Ma le cose non andarono proprio così, almeno stando a quanto è emerso in una ricerca svolta a Cervignano. Il signore con cappello e grandi baffi si chiamava infatti Romed Schreiner ed era un contadino tirolese.

Venne fotografato in quella posa il 2 aprile del 1939, domenica delle Palme, nel cortile della locanda Stangl, a Thaur in Tirol, presso Innsbruck, da Erika Groth Schmachtenberger (1906-1992), fotografa nota nel mondo tedesco per bravura tecnica e sensibilità artistica nel riprendere oggetti di carattere popolare, fossero ambienti o persone. Gran parte dell’archivio della Groth è oggi conservata nell’università di Augsburg.

Il ritratto fatto al signor Romed si inserisce perfettamente nella ricerca caratteriale e psicologica svolta dall’artista.

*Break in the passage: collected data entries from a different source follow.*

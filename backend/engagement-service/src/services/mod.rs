pub mod comments;
pub mod dashboard;
pub mod likes;
pub mod ownership;
pub mod subscriptions;
pub mod tweets;
pub mod videos;

pub use comments::CommentService;
pub use dashboard::DashboardService;
pub use likes::LikeService;
pub use subscriptions::SubscriptionService;
pub use tweets::TweetService;
pub use videos::VideoService;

Oltre a quello divenuto celebre come icona della Moretti, Erika scattò altri primi piani al “modello” tirolese, esposti in mostre allestite anni fa a Los Angeles, mentre un inedito fa vedere il protagonista della nostra storia, stanco e stordito dalle libagioni, che si fa un sonnellino.

Nel 1956, arrivando in Italia, la Groth notò con disappunto una serie di cartelloni pubblicitari della Moretti con sopra il “Baffone”, che subito riconobbe anche se si trattava di un disegno riproducente il soggetto da lei fotografato.

Scrisse allora all’azienda udinese chiedendone i motivi e si aprì un altro capitolo in questa storia sorprendente, che verrà svelata nella sua interezza domani, alle 18, nella libreria Ubik di Udine, in Mercatovecchio, durante un incontro che avrà come protagonisti Antonio Rossetti e Michele Tomaselli, p. residente e componente dell’associazione Cervignano nostra, e l'artista Luciano Lunazzi.

Ma, ci si chiederà, perché tutto spunta fuori adesso a Cervignano? Presto detto: la vicenda è stata oggetto di ricerche e approfondimenti in occasione di una mostra dedicata di recente all’architetto Ennio Puntin Gognan (1926-2014). Nel catalogo, accanto alle opere progettate da Puntin e alle sue splendide fotografie, Rossetti ha inserito un capitolo in cui narra l’amicizia tra la Groth e il professionista friulano, che raccolse un ampio dossier sul “Baffone”.

Ci sono pure le lettere degli anni Cinquanta, comprese quelle spedite dalla Moretti a Erika. Puntin cercò più volte di raccontare questa verità, ma non ebbe ascolto.

Ora forse è arrivato il momento per chiarire tutto, come riconoscimento ai protagonisti e ribadendo che, pur tirolese, il nonno che beve la birra resta uno dei più noti e amati simboli del nostro sentirci friulani.